Required action: Copy out the line bearing "requested and present." and all the lines after it, to the very end of the material below, exactly as written.

::::::::::

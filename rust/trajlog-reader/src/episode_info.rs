/// Information for accessing a single episode.
///
/// Note on coordinate spaces: `start` produced by
/// [`ShardIndex::episode`](crate::ShardIndex::episode) is a step index local
/// to that shard, while `start` produced by
/// [`DatasetIndex::episode`](crate::DatasetIndex::episode) is a global step
/// index, directly usable with
/// [`DatasetIndex::step`](crate::DatasetIndex::step).
#[derive(Debug, Clone, Default, PartialEq, Eq)]
pub struct EpisodeInfo {
    /// Step index of the first step of the episode.
    pub start: i64,
    /// Number of steps in the episode. The episode's step range
    /// `[start, start + num_steps)` never crosses a shard boundary.
    pub num_steps: i64,
    /// Raw payload of the episode metadata record, when requested and present.
    pub metadata: Option<Vec<u8>>,
}

impl EpisodeInfo {
    /// Decodes the embedded metadata record, if any, into a message of type `M`.
    ///
    /// Returns `None` when there is no metadata or when decoding fails.
    pub fn decode_metadata<M>(&self) -> Option<M>
    where
        M: prost::Message + Default,
    {
        let bytes = self.metadata.as_deref()?;
        M::decode(bytes).ok()
    }
}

::::::::::

Result for this exercise:
    /// Raw payload of the episode metadata record, when requested and present.
    pub metadata: Option<Vec<u8>>,
}

impl EpisodeInfo {
    /// Decodes the embedded metadata record, if any, into a message of type `M`.
    ///
    /// Returns `None` when there is no metadata or when decoding fails.
    pub fn decode_metadata<M>(&self) -> Option<M>
    where
        M: prost::Message + Default,
    {
        let bytes = self.metadata.as_deref()?;
        M::decode(bytes).ok()
    }
}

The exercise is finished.